Weihnachten 1989 fand ein besonderes Konzert in Berlin statt. Leonard Bernstein dirigierte dort Beethovens 9. Symphonie. Die Ode »An die Freude« hatte er zu diesem Zweck umbenannt und ließ den Chor die Ode »An die Freiheit«“ singen. Dafür gab es Lob und Kritik, aber Bernstein, der Beethoven verehrte und eine legendäre Einspielung aller neun Symphonien vorzuweisen hatte, war sich sicher, dass Beethoven mit dieser Umdichtung einverstanden gewesen wäre. Die Verbindung von Mauerfall und Weihnachtstagen, die Zusammensetzung des Orchesters, der charismatische Dirigent und natürlich die große Komposition ließen dieses Konzert zu einem unvergesslichen Höhepunkt werden.
Und es scheint in der Tat wahrscheinlich, dass Bernstein mit seiner Einschätzung recht hatte, denn Beethoven, der die Ideale der Französischen Revolution teilte, soll schon 1793 erwogen haben, Schillers Ode als ein »Lied an die Freiheit« zu vertonen, wie Jost Hermand in seiner Beethoven-Biographie vermerkt.
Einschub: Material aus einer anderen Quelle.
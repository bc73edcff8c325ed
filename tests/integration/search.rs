//! URL searches and delegation to the previous provider.

use std::sync::Arc;

use deezer_source::{
    AdapterOptions, Deezer, DeezerApi, LoadType, Manager, SearchQuery, SearchResult,
};
use pretty_assertions::assert_eq;
use serde_json::json;
use wiremock::MockServer;

use crate::common::fixtures;
use crate::common::mocks::{MockFallback, playable, unused_fallback};
use crate::common::{manager_with_deezer, mount_json, mount_status};

#[tokio::test]
async fn test_unrecognised_query_is_delegated_verbatim() {
    let server = MockServer::start().await;
    let expected = SearchResult::track_loaded(vec![playable("Daft Punk", "One More Time", 320_000)]);

    let mut fallback = MockFallback::new();
    let answer = expected.clone();
    fallback
        .expect_search()
        .withf(|query, requester| {
            *query == SearchQuery::new("daft punk one more time")
                && *requester == Some(fixtures::sample_requester())
        })
        .times(1)
        .returning(move |_, _| answer.clone());

    let manager = manager_with_deezer(&server, AdapterOptions::default(), Arc::new(fallback));
    let result = manager
        .search("daft punk one more time", Some(fixtures::sample_requester()))
        .await;

    assert_eq!(result, expected);
    assert!(server.received_requests().await.unwrap().is_empty());
}

#[tokio::test]
async fn test_other_service_url_is_delegated() {
    let server = MockServer::start().await;

    let mut fallback = MockFallback::new();
    fallback
        .expect_search()
        .times(1)
        .returning(|_, _| SearchResult::no_matches());

    let manager = manager_with_deezer(&server, AdapterOptions::default(), Arc::new(fallback));
    let result = manager
        .search("https://open.spotify.com/track/4uLU6hMCjMI75M1A2tKUQC", None)
        .await;

    assert_eq!(result.load_type, LoadType::NoMatches);
}

#[tokio::test]
async fn test_track_url() {
    let server = MockServer::start().await;
    mount_json(
        &server,
        "/track/3135556",
        fixtures::track(3135556, "Harder, Better, Faster, Stronger", "Daft Punk", 224),
    )
    .await;

    let manager = manager_with_deezer(
        &server,
        AdapterOptions::default(),
        Arc::new(unused_fallback()),
    );
    let result = manager
        .search(
            "https://www.deezer.com/en/track/3135556",
            Some(fixtures::sample_requester()),
        )
        .await;

    assert_eq!(result.load_type, LoadType::TrackLoaded);
    assert_eq!(result.playlist, None);
    assert_eq!(result.exception, None);
    assert_eq!(result.tracks.len(), 1);

    let track = &result.tracks[0];
    assert_eq!(track.identifier.as_deref(), Some("3135556"));
    assert_eq!(track.author, "Daft Punk");
    assert_eq!(track.duration_ms, 224_000);
    assert_eq!(track.requester, Some(fixtures::sample_requester()));
}

#[tokio::test]
async fn test_album_limit() {
    let server = MockServer::start().await;
    mount_json(
        &server,
        "/album/302127",
        fixtures::collection("Discovery", fixtures::tracks(14)),
    )
    .await;

    let options = AdapterOptions {
        album_limit: 4,
        ..Default::default()
    };
    let manager = manager_with_deezer(&server, options, Arc::new(unused_fallback()));
    let result = manager
        .search("https://www.deezer.com/album/302127", None)
        .await;

    assert_eq!(result.load_type, LoadType::PlaylistLoaded);
    let titles: Vec<&str> = result.tracks.iter().map(|t| t.title.as_str()).collect();
    assert_eq!(titles, vec!["Track 1", "Track 2", "Track 3", "Track 4"]);

    let playlist = result.playlist.unwrap();
    assert_eq!(playlist.name, "Discovery");
    assert_eq!(playlist.duration_ms, 4 * 200_000);
}

#[tokio::test]
async fn test_playlist_limit_does_not_apply_to_albums() {
    let server = MockServer::start().await;
    mount_json(
        &server,
        "/album/302127",
        fixtures::collection("Discovery", fixtures::tracks(6)),
    )
    .await;

    let options = AdapterOptions {
        playlist_limit: 2,
        ..Default::default()
    };
    let manager = manager_with_deezer(&server, options, Arc::new(unused_fallback()));
    let result = manager.search("deezer.com/album/302127", None).await;

    assert_eq!(result.tracks.len(), 6);
}

#[tokio::test]
async fn test_playlist_network_error() {
    let server = MockServer::start().await;
    mount_status(&server, "/playlist/908622995", 502).await;

    let manager = manager_with_deezer(
        &server,
        AdapterOptions::default(),
        Arc::new(unused_fallback()),
    );
    let result = manager
        .search("https://www.deezer.com/playlist/908622995", None)
        .await;

    assert_eq!(result.load_type, LoadType::LoadFailed);
    assert!(result.tracks.is_empty());
    assert_eq!(result.playlist, None);

    let exception = result.exception.unwrap();
    assert!(
        exception.message.contains("502"),
        "unexpected message: {}",
        exception.message
    );
}

#[tokio::test]
async fn test_playlist_unreachable_api() {
    crate::test_utils::init();

    // Nothing listens on port 1.
    let mut manager = Manager::new(Arc::new(unused_fallback()));
    manager.use_plugin(Deezer::with_api(
        AdapterOptions::default(),
        DeezerApi::new("http://127.0.0.1:1"),
    ));
    let result = manager
        .search("https://www.deezer.com/playlist/908622995", None)
        .await;

    assert_eq!(result.load_type, LoadType::LoadFailed);
    assert!(result.tracks.is_empty());
    assert_eq!(result.playlist, None);
    assert!(result.exception.is_some());
}

#[tokio::test]
async fn test_missing_artist_is_load_failed() {
    let server = MockServer::start().await;
    mount_json(&server, "/track/1", json!({ "id": 1, "title": "Orphan" })).await;

    let manager = manager_with_deezer(
        &server,
        AdapterOptions::default(),
        Arc::new(unused_fallback()),
    );
    let result = manager.search("https://www.deezer.com/track/1", None).await;

    assert_eq!(result.load_type, LoadType::LoadFailed);
    assert_eq!(
        result.exception.map(|e| e.message),
        Some("The track artist array was not provided".to_string())
    );
}

#[tokio::test]
async fn test_broken_playlist_track_discards_everything() {
    let server = MockServer::start().await;
    let mut tracks = fixtures::tracks(3);
    tracks.push(json!(null));
    mount_json(&server, "/playlist/5", fixtures::collection("Mixed", tracks)).await;

    let manager = manager_with_deezer(
        &server,
        AdapterOptions::default(),
        Arc::new(unused_fallback()),
    );
    let result = manager.search("https://www.deezer.com/playlist/5", None).await;

    assert_eq!(result.load_type, LoadType::LoadFailed);
    assert!(result.tracks.is_empty());
    assert_eq!(
        result.exception.map(|e| e.message),
        Some("The Deezer track object was not provided".to_string())
    );
}

#[tokio::test]
async fn test_unknown_id_is_load_failed() {
    let server = MockServer::start().await;
    mount_json(&server, "/track/99", fixtures::no_data()).await;

    let manager = manager_with_deezer(
        &server,
        AdapterOptions::default(),
        Arc::new(unused_fallback()),
    );
    let result = manager.search("https://www.deezer.com/track/99", None).await;

    assert_eq!(result.load_type, LoadType::LoadFailed);
    assert_eq!(
        result.exception.map(|e| e.message),
        Some("Deezer API error 800 (DataException): no data".to_string())
    );
}

#[tokio::test]
async fn test_unknown_album_is_load_failed() {
    let server = MockServer::start().await;
    mount_json(&server, "/album/99", fixtures::no_data()).await;

    let manager = manager_with_deezer(
        &server,
        AdapterOptions::default(),
        Arc::new(unused_fallback()),
    );
    let result = manager.search("https://www.deezer.com/album/99", None).await;

    assert_eq!(result.load_type, LoadType::LoadFailed);
    assert!(result.tracks.is_empty());
    assert_eq!(result.playlist, None);
    assert!(result.exception.is_some());
}

#[tokio::test]
async fn test_empty_album_is_no_matches() {
    let server = MockServer::start().await;
    mount_json(&server, "/album/8", fixtures::collection("Silence", Vec::new())).await;

    let manager = manager_with_deezer(
        &server,
        AdapterOptions::default(),
        Arc::new(unused_fallback()),
    );
    let result = manager.search("https://www.deezer.com/album/8", None).await;

    assert_eq!(result, SearchResult::no_matches());
}
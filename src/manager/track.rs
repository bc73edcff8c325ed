//! Track and query types shared between the host and its search sources.

use serde::{Deserialize, Serialize};
use tracing::debug;

use crate::error::ResolveError;

use super::SearchProvider;
use super::search_result::LoadType;

/// Allowed duration drift when matching a resolution candidate.
const DURATION_TOLERANCE_MS: u64 = 1500;

/// Opaque value identifying who asked for a track. Never inspected, only forwarded.
pub type Requester = serde_json::Value;

/// A search request. A plain string becomes a query without a source tag.
#[derive(Debug, Clone, PartialEq, Eq, Serialize, Deserialize)]
pub struct SearchQuery {
    pub query: String,
    #[serde(default, skip_serializing_if = "Option::is_none")]
    pub source: Option<String>,
}

impl SearchQuery {
    pub fn new(query: impl Into<String>) -> Self {
        Self {
            query: query.into(),
            source: None,
        }
    }

    /// A query explicitly aimed at the source named by `source`.
    pub fn tagged(query: impl Into<String>, source: impl Into<String>) -> Self {
        Self {
            query: query.into(),
            source: Some(source.into()),
        }
    }
}

impl From<&str> for SearchQuery {
    fn from(query: &str) -> Self {
        Self::new(query)
    }
}

impl From<String> for SearchQuery {
    fn from(query: String) -> Self {
        Self::new(query)
    }
}

/// The playable track the host matched an unresolved track to.
#[derive(Debug, Clone, PartialEq, Serialize, Deserialize)]
#[serde(rename_all = "camelCase")]
pub struct ResolvedTrack {
    #[serde(default, skip_serializing_if = "Option::is_none")]
    pub identifier: Option<String>,
    #[serde(default, skip_serializing_if = "Option::is_none")]
    pub uri: Option<String>,
    pub title: String,
    pub author: String,
    pub duration_ms: u64,
}

impl From<&UnresolvedTrack> for ResolvedTrack {
    fn from(track: &UnresolvedTrack) -> Self {
        Self {
            identifier: track.identifier.clone(),
            uri: track.uri.clone(),
            title: track.title.clone(),
            author: track.author.clone(),
            duration_ms: track.duration_ms,
        }
    }
}

/// Lightweight track reference that the host may later resolve into a playable track.
#[derive(Debug, Clone, Default, PartialEq, Serialize, Deserialize)]
#[serde(rename_all = "camelCase")]
pub struct UnresolvedTrack {
    #[serde(default, skip_serializing_if = "Option::is_none")]
    pub identifier: Option<String>,
    #[serde(default, skip_serializing_if = "Option::is_none")]
    pub uri: Option<String>,
    #[serde(default, skip_serializing_if = "Option::is_none")]
    pub thumbnail: Option<String>,
    #[serde(default, skip_serializing_if = "Option::is_none")]
    pub preview: Option<String>,
    pub author: String,
    pub title: String,
    pub duration_ms: u64,
    #[serde(default, skip_serializing_if = "Option::is_none")]
    pub requester: Option<Requester>,
    #[serde(default, skip_serializing_if = "Option::is_none")]
    pub resolved: Option<ResolvedTrack>,
}

impl UnresolvedTrack {
    /// Attaches the requester, as the host does when it builds a track for a user.
    pub fn with_requester(mut self, requester: Option<&Requester>) -> Self {
        self.requester = requester.cloned();
        self
    }

    pub fn is_resolved(&self) -> bool {
        self.resolved.is_some()
    }

    /// Searches `"<author> - <title>"` through `provider` and stores the best match.
    ///
    /// Candidates are ranked: matching author (or its "- Topic" channel) or exact title,
    /// then a duration within 1.5 seconds, then whatever came first.
    pub async fn resolve(&mut self, provider: &dyn SearchProvider) -> Result<(), ResolveError> {
        let query = format!("{} - {}", self.author, self.title);
        debug!("Resolving track with query: {}", query);

        let result = provider
            .search(SearchQuery::new(query.as_str()), self.requester.clone())
            .await;

        if result.load_type == LoadType::LoadFailed {
            let message = result
                .exception
                .map(|e| e.message)
                .unwrap_or_else(|| query.clone());
            return Err(ResolveError::LoadFailed(message));
        }

        let found = self
            .best_match(&result.tracks)
            .ok_or(ResolveError::NoMatches(query))?;
        self.resolved = Some(ResolvedTrack::from(found));

        Ok(())
    }

    fn best_match<'a>(&self, candidates: &'a [UnresolvedTrack]) -> Option<&'a UnresolvedTrack> {
        let topic_channel = format!("{} - Topic", self.author);

        candidates
            .iter()
            .find(|c| {
                c.author.eq_ignore_ascii_case(&self.author)
                    || c.author.eq_ignore_ascii_case(&topic_channel)
                    || c.title == self.title
            })
            .or_else(|| {
                if self.duration_ms == 0 {
                    return None;
                }
                candidates
                    .iter()
                    .find(|c| c.duration_ms.abs_diff(self.duration_ms) <= DURATION_TOLERANCE_MS)
            })
            .or_else(|| candidates.first())
    }
}
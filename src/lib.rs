//! Deezer search source for a music-playback manager.
//!
//! Loading [`Deezer`] into a [`Manager`] routes Deezer URLs and Deezer-tagged queries to
//! Deezer's public API and leaves every other search to the provider that was installed
//! before it.

pub mod config;
pub mod error;
pub mod manager;
pub mod sources;

use std::sync::LazyLock;

pub use config::AdapterOptions;
pub use error::{ConfigError, DeezerError, ResolveError};
pub use manager::search_result::{LoadType, SearchResult};
pub use manager::track::{Requester, SearchQuery, UnresolvedTrack};
pub use manager::{EmptySearch, Manager, Plugin, SearchProvider};
pub use sources::deezer::api::DeezerApi;
pub use sources::deezer::{Deezer, DeezerSearch};

/// HTTP client shared by every API client in the crate.
pub static HTTP_CLIENT: LazyLock<reqwest::Client> = LazyLock::new(reqwest::Client::new);
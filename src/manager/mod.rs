//! The host side of the plugin contract.
//!
//! A `Manager` owns the search provider every search is routed to. Plugins install
//! themselves by wrapping the current provider and handing the wrapper back, so the
//! previous provider stays reachable as their fallback.

pub mod search_result;
pub mod track;

use async_trait::async_trait;
use std::sync::Arc;
use tracing::debug;

use search_result::SearchResult;
use track::{Requester, SearchQuery};

/// Anything able to answer a search request.
#[async_trait]
pub trait SearchProvider: Send + Sync {
    async fn search(&self, query: SearchQuery, requester: Option<Requester>) -> SearchResult;
}

/// A component loaded into the manager at registration time.
pub trait Plugin {
    /// Called once when the plugin is registered.
    fn load(self, manager: &mut Manager);
}

/// Provider used when nothing else is installed: finds nothing.
#[derive(Debug, Default, Clone, Copy)]
pub struct EmptySearch;

#[async_trait]
impl SearchProvider for EmptySearch {
    async fn search(&self, query: SearchQuery, _requester: Option<Requester>) -> SearchResult {
        debug!("No search source for query: {}", query.query);
        SearchResult::no_matches()
    }
}

/// Routes searches to the currently installed provider.
pub struct Manager {
    search: Arc<dyn SearchProvider>,
}

impl Default for Manager {
    fn default() -> Self {
        Self::new(Arc::new(EmptySearch))
    }
}

impl Manager {
    pub fn new(search: Arc<dyn SearchProvider>) -> Self {
        Self { search }
    }

    /// Registers a plugin.
    pub fn use_plugin(&mut self, plugin: impl Plugin) -> &mut Self {
        plugin.load(self);
        self
    }

    /// The provider searches are currently routed to.
    pub fn search_provider(&self) -> Arc<dyn SearchProvider> {
        Arc::clone(&self.search)
    }

    pub fn set_search_provider(&mut self, search: Arc<dyn SearchProvider>) {
        self.search = search;
    }

    pub async fn search(
        &self,
        query: impl Into<SearchQuery>,
        requester: Option<Requester>,
    ) -> SearchResult {
        self.search.search(query.into(), requester).await
    }
}
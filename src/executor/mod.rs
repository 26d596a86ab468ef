pub mod changeset;
pub mod condition;
pub mod query;

pub use changeset::{apply_changeset, reported_identifier};
pub use condition::{normalize, normalize_or_all};
pub use query::read_collection;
Musik und ideologische Zuversicht
Vor 250 Jahren wurde Ludwig van Beethoven in Bonn geboren, ab heute bis zum 17. Dezember 2020 wird der wohl meistgespielte Komponist der Welt gefeiert. Er beeinflusste nicht nur zahlreiche andere Musiker, vollendete die Wiener Klassik, bereitete den Weg vor für die Romantik, er war auch tief geprägt von Humanismus und Aufklärung und Hermand betont, wie wichtig zum wirklichen Verstehen der Musik auch die historische Verortung ist. Die »ideologische Zuversicht« die Beethoven auszeichnet, sollte auch heute noch die Hörerinnen und Hörer erreichen können, wünscht sich der Biograph.
Historische Verortung und Wirkung
Beethoven nahm mit seinen Werken politisch Stellung, seine Begeisterung für Napoleon Bonaparte etwa, dem er die »Eroica« widmete, endete jäh, als dieser sich zum Kaiser krönte, der Komponist kratzte danach die Widmung aus dem Notenpapier. Den späteren Krieg gegen Napoleon fasste Beethoven gar zunächst als Freiheitskampf auf, eine Hoffnung, die allerdings enttäuscht wurde, die anschließende Restaurationspoltiik erbitterte Beethoven so sehr, dass es sogar fast zu einer Schaffenspause kam.
Sein Interesse für Politik, Philosophie und Literatur ist ein prägendes Element nicht nur für Beethovens Persönlichkeit, sondern eben auch für sein musikalisches Werk. Sein Leben, sein schwieriger Charakter, das Verhältnis zu Frauen, die Taubheit des Komponisten waren Stoff für Filme, Bücher, Kunstwerke. Seine Werke werden noch heute (wie das Beispiel oben zeigt) zur politischen Repräsentation genutzt. Beethoven in seinen vielen Facetten zu beleuchten, als Humanist zu würdigen und sein musikalisches Werk auch historisch zu verorten und zu würdigen, ist Anliegen Jost Hermands in seiner nun in einer aktualisierten Fassung vorliegenden Biographie.
Die wiedervereinigte Symphonie
Und schließlich sei noch erwähnt, dass die Wahl Beethovens für das Weihnachtskonzert in Berlin auch daher besonders stimmig war, weil die Originalhandschrift der 9. Symphonie erst durch den Mauerfall „wiedervereinigt“ wurde: Ein Teil lag in der Ost-Berliner Staatsbibliothek, der andere in der Staatsbibliothek im Westteil der Stadt, der Schnitt ging mitten durch die Doppelfuge des Schlusssatzes.